PageTemplateFile opens XML files in binary mode
Bug #143131 reported by
yuppie
Affects | Status | Importance | Assigned to | Milestone | |
---|---|---|---|---|---|
Zope 2 |
Invalid
|
Low
|
Unassigned |
Bug Description
This is a problem on Windows. If I read the specs ( http://
Is there any good reason why this was fixed for HTML, but not for XML files?
Changed in zope2: | |
status: | New → Triaged |
importance: | Medium → Low |
tags: |
added: bugday removed: bug zope |
To post a comment you must log in.
Fred Drake wrote:
> This report isn't clear. Please update the issue and explain what the
> problem is; glancing at the code on the Zope 2 and Zope 3 trunks, the
> only thing that looks suspicious to me is that re-opening an HTML file
> doesn't use Python's universal newline support.
>
> HTML is always text, so should be treated that way on input. XML may
> contain textual content, but should always be handed to the XML parser
> as a raw byte stream to allow the proper decoding machinery a shot at
> doing the right thing.
I try to restate the issue:
This is a problem in CMFSetup. CMFSetup creates XML using PageTemplateFiles. These files are checked in to CVS in text mode. So depending on the platform, they contain different newlines. If opened as text file, these newlines are normalized to LF. But opened as binary files, newlines are not normalized. Normalizing could be done at a later point, but that's not the case. So line breaks are not normalized before parsing, but the parser expects LF newlines.

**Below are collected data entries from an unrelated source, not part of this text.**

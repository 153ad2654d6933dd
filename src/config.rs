//! Pipeline configuration and static linguistic inputs.

use std::collections::HashMap;
use std::fs;
use std::path::{Path, PathBuf};

use lazy_static::lazy_static;
use serde::{Deserialize, Serialize};

use crate::error::{CorpusError, Result};
use crate::filter::LanguageFilterConfig;
use crate::generator::{Root, RootKind};

/// Action roots: eligible for verb generation.
pub const ACTION_ROOTS: &[&str] = &[
    "click", "post", "chat", "link", "tag", "tweet", "scan", "format", "hack", "ban", "log",
    "reset", "download", "stream", "like", "scroll", "update", "forward", "spam", "check",
    "spoiler", "troll",
];

/// Entity roots: nouns only, never light verbs or verbal derivation.
pub const ENTITY_ROOTS: &[&str] = &[
    "bug", "server", "cloud", "software", "hardware", "online", "interface", "user", "bot", "app",
    "pixel",
];

lazy_static! {
    /// Conventional Greek spellings of the English roots.
    pub static ref GREEK_TRANSLITERATION: HashMap<&'static str, &'static str> = {
        [
            ("click", "κλικ"),
            ("post", "ποστ"),
            ("chat", "τσατ"),
            ("link", "λινκ"),
            ("tag", "ταγκ"),
            ("tweet", "τουίτ"),
            ("scan", "σκαν"),
            ("format", "φορμάτ"),
            ("hack", "χακ"),
            ("ban", "μπαν"),
            ("log", "λογκ"),
            ("reset", "ρισέτ"),
            ("download", "νταουνλόουντ"),
            ("stream", "στριμ"),
            ("like", "λάικ"),
            ("scroll", "σκρολ"),
            ("update", "απντέιτ"),
            ("forward", "φόργουορντ"),
            ("spam", "σπαμ"),
            ("check", "τσεκ"),
            ("spoiler", "σπόιλερ"),
            ("pixel", "πίξελ"),
            ("bug", "μπαγκ"),
            ("server", "σέρβερ"),
            ("cloud", "κλάουντ"),
            ("software", "σόφτγουερ"),
            ("hardware", "χάρντγουερ"),
            ("online", "ονλάιν"),
            ("interface", "ιντερφέις"),
            ("user", "γιούζερ"),
            ("bot", "μποτ"),
            // clashes with the elided preposition απ'
            ("app", "απ"),
            ("troll", "τρολ"),
        ]
        .into_iter()
        .collect()
    };
}

/// All configured roots, action roots first.
pub fn default_roots() -> Vec<Root> {
    ACTION_ROOTS
        .iter()
        .map(|r| Root::new(*r, RootKind::Action))
        .chain(ENTITY_ROOTS.iter().map(|r| Root::new(*r, RootKind::Entity)))
        .collect()
}

/// Corpus miner settings.
#[derive(Debug, Clone, Serialize, Deserialize)]
#[serde(default)]
pub struct MinerConfig {
    /// Page titles requested per seed.
    pub max_pages_per_seed: usize,
    /// Sentences must be strictly longer than this (characters).
    pub min_sentence_chars: usize,
    /// Sentences must be strictly shorter than this (characters).
    pub max_sentence_chars: usize,
    /// Seeds mined concurrently. 1 keeps the sequential reference order of work.
    pub workers: usize,
    /// Minimum spacing between requests to the remote source.
    pub request_interval_ms: u64,
    pub request_timeout_secs: u64,
}

impl Default for MinerConfig {
    fn default() -> Self {
        Self {
            max_pages_per_seed: 5,
            min_sentence_chars: 10,
            max_sentence_chars: 500,
            workers: 1,
            request_interval_ms: 50,
            request_timeout_secs: 5,
        }
    }
}

/// Top-level configuration, loadable from a JSON file.
#[derive(Debug, Clone, Serialize, Deserialize)]
#[serde(default)]
pub struct PipelineConfig {
    pub data_dir: PathBuf,
    /// Directory holding optional Hunspell `.aff`/`.dic` files.
    pub dictionaries_dir: PathBuf,
    pub user_agent: String,
    pub miner: MinerConfig,
    pub language_filter: LanguageFilterConfig,
}

impl Default for PipelineConfig {
    fn default() -> Self {
        Self {
            data_dir: PathBuf::from("data"),
            dictionaries_dir: PathBuf::from("dictionaries"),
            user_agent: "LexicalBorrowingsCorpus/0.1 (academic research)".to_string(),
            miner: MinerConfig::default(),
            language_filter: LanguageFilterConfig::default(),
        }
    }
}

impl PipelineConfig {
    /// Load from a JSON file, or defaults when no path is given.
    pub fn load(path: Option<&Path>) -> Result<Self> {
        let Some(path) = path else {
            return Ok(Self::default());
        };
        let s = fs::read_to_string(path)
            .map_err(|e| CorpusError::Config(format!("failed to read {}: {}", path.display(), e)))?;
        let config: Self = serde_json::from_str(&s)?;
        config.validate()?;
        Ok(config)
    }

    pub fn validate(&self) -> Result<()> {
        let m = &self.miner;
        if m.workers == 0 {
            return Err(CorpusError::Config("miner.workers must be at least 1".into()));
        }
        if m.min_sentence_chars >= m.max_sentence_chars {
            return Err(CorpusError::Config(
                "miner.min_sentence_chars must be below miner.max_sentence_chars".into(),
            ));
        }
        let t = self.language_filter.threshold;
        if !(0.0..=1.0).contains(&t) {
            return Err(CorpusError::Config(format!(
                "language_filter.threshold {} is outside [0, 1]",
                t
            )));
        }
        Ok(())
    }

    pub fn seeds_file(&self) -> PathBuf {
        self.data_dir.join("raw").join("synthetic_borrowings.csv")
    }

    pub fn lexicon_file(&self) -> PathBuf {
        self.data_dir.join("raw").join("wiktionary_borrowings.csv")
    }

    pub fn mined_file(&self) -> PathBuf {
        self.data_dir.join("mined").join("mined_sentences.jsonl")
    }

    pub fn clean_file(&self) -> PathBuf {
        self.data_dir.join("processed").join("mined_sentences.clean.jsonl")
    }

    pub fn validation_file(&self) -> PathBuf {
        self.data_dir.join("processed").join("corpus_validation.csv")
    }

    pub fn external_dir(&self) -> PathBuf {
        self.data_dir.join("external")
    }
}
//! Corpus miner: turns seeds into attested sentences using a search
//! collaborator and a page-content collaborator.

mod wikipedia;

pub use wikipedia::Wikipedia;

use rayon::prelude::*;
use regex::Regex;
use tracing::{debug, info};

use crate::config::MinerConfig;
use crate::error::{CorpusError, Result};
use crate::model::{Lang, MinedSentence, Seed};

/// Full-text search returning page titles for an exact phrase.
pub trait SearchSource: Send + Sync {
    fn search(&self, phrase: &str, lang: Lang, limit: usize) -> Result<Vec<String>>;
}

/// Plain-text page content. `Ok(None)` means the page has no usable text.
pub trait PageSource: Send + Sync {
    fn fetch(&self, title: &str, lang: Lang) -> Result<Option<String>>;
}

/// Naive punctuation-based sentence segmentation. Abbreviations such as
/// "etc. " split too early.
#[derive(Debug, Clone)]
pub struct SentenceSplitter {
    boundaries: Vec<char>,
}

impl SentenceSplitter {
    pub fn new(boundaries: impl IntoIterator<Item = char>) -> Self {
        Self {
            boundaries: boundaries.into_iter().collect(),
        }
    }

    /// `. ! ?` everywhere; Greek also ends questions with `;` or U+037E.
    pub fn for_lang(lang: Lang) -> Self {
        match lang {
            Lang::Greek => Self::new(['.', '!', '?', ';', '\u{037E}']),
            Lang::Asturian | Lang::Basque => Self::new(['.', '!', '?']),
        }
    }

    /// Split after a boundary character that is followed by whitespace.
    pub fn split(&self, text: &str) -> Vec<String> {
        let flat = text.replace('\n', " ");
        let mut sentences = Vec::new();
        let mut start = 0;
        let mut chars = flat.char_indices().peekable();
        while let Some((i, c)) = chars.next() {
            if !self.boundaries.contains(&c) {
                continue;
            }
            if chars.peek().is_some_and(|&(_, next)| next.is_whitespace()) {
                let end = i + c.len_utf8();
                sentences.push(flat[start..end].to_string());
                while let Some(&(_, ws)) = chars.peek() {
                    if !ws.is_whitespace() {
                        break;
                    }
                    chars.next();
                }
                start = chars.peek().map(|&(j, _)| j).unwrap_or(flat.len());
            }
        }
        if start < flat.len() {
            sentences.push(flat[start..].to_string());
        }
        sentences
    }
}

/// Whole-word, case-insensitive occurrence of a seed term.
#[derive(Debug, Clone)]
pub struct TermMatcher {
    pattern: Regex,
}

impl TermMatcher {
    pub fn new(term: &str) -> Result<Self> {
        let pattern = Regex::new(&format!(r"(?i)\b{}\b", regex::escape(term)))
            .map_err(|e| CorpusError::Parse(format!("bad term pattern for '{}': {}", term, e)))?;
        Ok(Self { pattern })
    }

    pub fn is_match(&self, sentence: &str) -> bool {
        self.pattern.is_match(sentence)
    }
}

pub struct CorpusMiner<'a> {
    search: &'a dyn SearchSource,
    pages: &'a dyn PageSource,
    config: MinerConfig,
}

impl<'a> CorpusMiner<'a> {
    pub fn new(search: &'a dyn SearchSource, pages: &'a dyn PageSource, config: MinerConfig) -> Self {
        Self { search, pages, config }
    }

    fn length_ok(&self, sentence: &str) -> bool {
        let n = sentence.chars().count();
        n > self.config.min_sentence_chars && n < self.config.max_sentence_chars
    }

    /// Sentences for one seed. Search and fetch failures only cost that
    /// seed or page.
    pub fn mine_seed(&self, seed: &Seed) -> Vec<MinedSentence> {
        let titles = match self
            .search
            .search(&seed.term, seed.lang, self.config.max_pages_per_seed)
        {
            Ok(titles) => titles,
            Err(e) => {
                debug!(term = %seed.term, lang = %seed.lang, error = %e, "search failed, skipping seed");
                return Vec::new();
            }
        };
        let matcher = match TermMatcher::new(&seed.term) {
            Ok(m) => m,
            Err(e) => {
                debug!(error = %e, "skipping seed");
                return Vec::new();
            }
        };
        let splitter = SentenceSplitter::for_lang(seed.lang);

        let mut found = Vec::new();
        for title in titles.iter().take(self.config.max_pages_per_seed) {
            let text = match self.pages.fetch(title, seed.lang) {
                Ok(Some(text)) => text,
                Ok(None) => continue,
                Err(e) => {
                    debug!(page = %title, error = %e, "fetch failed, skipping page");
                    continue;
                }
            };
            for sentence in splitter.split(&text) {
                let sentence = sentence.trim();
                if self.length_ok(sentence) && matcher.is_match(sentence) {
                    found.push(MinedSentence::from_seed(seed, sentence, title.as_str()));
                }
            }
        }
        found
    }

    /// Mine every seed. Output follows seed order whatever the worker count.
    pub fn mine(&self, seeds: &[Seed]) -> Result<Vec<MinedSentence>> {
        let per_seed: Vec<Vec<MinedSentence>> = if self.config.workers <= 1 {
            seeds.iter().map(|s| self.mine_seed(s)).collect()
        } else {
            let pool = rayon::ThreadPoolBuilder::new()
                .num_threads(self.config.workers)
                .build()
                .map_err(|e| CorpusError::Config(format!("miner thread pool: {}", e)))?;
            pool.install(|| seeds.par_iter().map(|s| self.mine_seed(s)).collect())
        };

        let hits = per_seed.iter().filter(|v| !v.is_empty()).count();
        let mined: Vec<MinedSentence> = per_seed.into_iter().flatten().collect();
        info!(
            seeds = seeds.len(),
            seeds_with_hits = hits,
            sentences = mined.len(),
            "mining complete"
        );
        Ok(mined)
    }
}

#[cfg(test)]
mod tests {
    use super::*;
    use crate::model::Pos;
    use crate::morph::MorphType;
    use std::collections::HashMap;

    struct FakeSearch(HashMap<&'static str, Vec<&'static str>>);

    impl SearchSource for FakeSearch {
        fn search(&self, phrase: &str, _lang: Lang, limit: usize) -> Result<Vec<String>> {
            match self.0.get(phrase) {
                Some(titles) => Ok(titles.iter().take(limit).map(|t| t.to_string()).collect()),
                None => Err(CorpusError::Http("timeout".into())),
            }
        }
    }

    struct FakePages(HashMap<&'static str, Option<&'static str>>);

    impl PageSource for FakePages {
        fn fetch(&self, title: &str, _lang: Lang) -> Result<Option<String>> {
            match self.0.get(title) {
                Some(text) => Ok(text.map(str::to_string)),
                None => Err(CorpusError::Http("503".into())),
            }
        }
    }

    fn collaborators() -> (FakeSearch, FakePages) {
        let search = FakeSearch(HashMap::from([
            ("klik", vec!["Sagua", "Teklatua", "Hutsa", "Galdua"]),
            ("txateatu", vec!["Txata"]),
        ]));
        let pages = FakePages(HashMap::from([
            (
                "Sagua",
                Some("Sagua mugitu eta klik egin.\nBotoian KLIK egiten da gero! Klika ez da hau."),
            ),
            ("Teklatua", Some("Teklatuan ez dago klik hitza hemen? Laburra klik.")),
            ("Hutsa", None),
        ]));
        (search, pages)
    }

    fn seed(term: &str) -> Seed {
        Seed::new(term, "click", Lang::Basque, MorphType::NounRaw, Pos::Noun)
    }

    #[test]
    fn test_split_sentences() {
        let s = SentenceSplitter::for_lang(Lang::Asturian);
        assert_eq!(
            s.split("Primera frase.  Segunda!\nTercera? fin"),
            ["Primera frase.", "Segunda!", "Tercera?", "fin"]
        );
        // no whitespace after the dot: no split
        assert_eq!(s.split("www.example.org es"), ["www.example.org es"]);
    }

    #[test]
    fn test_greek_question_marks_split() {
        let s = SentenceSplitter::for_lang(Lang::Greek);
        assert_eq!(s.split("Τι είναι; Ένα κλικ\u{037E} Ναι."), ["Τι είναι;", "Ένα κλικ\u{037E}", "Ναι."]);
        assert_eq!(SentenceSplitter::for_lang(Lang::Basque).split("a; b"), ["a; b"]);
    }

    #[test]
    fn test_term_matcher_whole_word() {
        let m = TermMatcher::new("klik").unwrap();
        assert!(m.is_match("KLIK egin"));
        assert!(!m.is_match("klika ez"));
        assert!(!m.is_match("aklik"));

        let greek = TermMatcher::new("κλικ").unwrap();
        assert!(greek.is_match("Ένα ΚΛΙΚ εδώ"));
        assert!(!greek.is_match("κλικάρω"));

        let phrase = TermMatcher::new("do click").unwrap();
        assert!(phrase.is_match("I do click."));
    }

    #[test]
    fn test_mine_seed_filters_and_tags() {
        let (search, pages) = collaborators();
        let miner = CorpusMiner::new(&search, &pages, MinerConfig::default());
        let mined = miner.mine_seed(&seed("klik"));

        let sentences: Vec<(&str, &str)> = mined
            .iter()
            .map(|m| (m.sentence.as_str(), m.source_page.as_str()))
            .collect();
        assert_eq!(
            sentences,
            [
                ("Sagua mugitu eta klik egin.", "Sagua"),
                ("Botoian KLIK egiten da gero!", "Sagua"),
                ("Teklatuan ez dago klik hitza hemen?", "Teklatua"),
                ("Laburra klik.", "Teklatua"),
            ]
        );
        assert!(mined.iter().all(|m| m.lemma == "click" && m.lang == Lang::Basque));
    }

    #[test]
    fn test_length_bounds_are_exclusive() {
        let config = MinerConfig {
            min_sentence_chars: 13,
            max_sentence_chars: 30,
            ..MinerConfig::default()
        };
        let (search, pages) = collaborators();
        let miner = CorpusMiner::new(&search, &pages, config);
        assert!(!miner.length_ok("Laburra klik."));
        assert!(miner.length_ok("Laburra klik.."));
        let long = "x".repeat(30);
        assert!(!miner.length_ok(&long));
    }

    #[test]
    fn test_failures_skip_only_the_affected_seed() {
        let (search, pages) = collaborators();
        let miner = CorpusMiner::new(&search, &pages, MinerConfig::default());
        // "txateatu" resolves to a page whose fetch fails; "spam" fails at search
        let mined = miner
            .mine(&[seed("txateatu"), seed("spam"), seed("klik")])
            .unwrap();
        assert_eq!(mined.len(), 4);
        assert!(mined.iter().all(|m| m.term == "klik"));
    }

    #[test]
    fn test_page_limit() {
        let (search, pages) = collaborators();
        let config = MinerConfig {
            max_pages_per_seed: 1,
            ..MinerConfig::default()
        };
        let miner = CorpusMiner::new(&search, &pages, config);
        let mined = miner.mine_seed(&seed("klik"));
        assert!(mined.iter().all(|m| m.source_page == "Sagua"));
    }

    #[test]
    fn test_parallel_matches_sequential() {
        let (search, pages) = collaborators();
        let seeds: Vec<Seed> = ["klik", "spam", "txateatu", "klik", "klik"]
            .iter()
            .enumerate()
            .map(|(i, t)| Seed::new(*t, format!("lemma{}", i), Lang::Basque, MorphType::NounRaw, Pos::Noun))
            .collect();

        let sequential = CorpusMiner::new(&search, &pages, MinerConfig::default())
            .mine(&seeds)
            .unwrap();
        let parallel = CorpusMiner::new(
            &search,
            &pages,
            MinerConfig {
                workers: 4,
                ..MinerConfig::default()
            },
        )
        .mine(&seeds)
        .unwrap();
        assert_eq!(sequential, parallel);
        assert_eq!(sequential.len(), 12);
    }
}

Removing newlines, the parser removes only LF, leaving in the CR. Adding newlines, the parser adds LF. Existing newlines are preserved as CR/LF. So the returned XML contains all 3 kinds of newlines.
This is what the XML 1.0 spec says:
"""2.11 End-of-Line Handling
XML parsed entities are often stored in computer files which, for editing convenience, are organized into lines. These lines are typically separated by some combination of the characters CARRIAGE RETURN (#xD) and LINE FEED (#xA).
To simplify the tasks of applications, the XML processor MUST behave as if it normalized all line breaks in external parsed entities (including the document entity) on input, before parsing, by translating both the two-character sequence #xD #xA and any #xD that is not followed by #xA to a single #xA character."""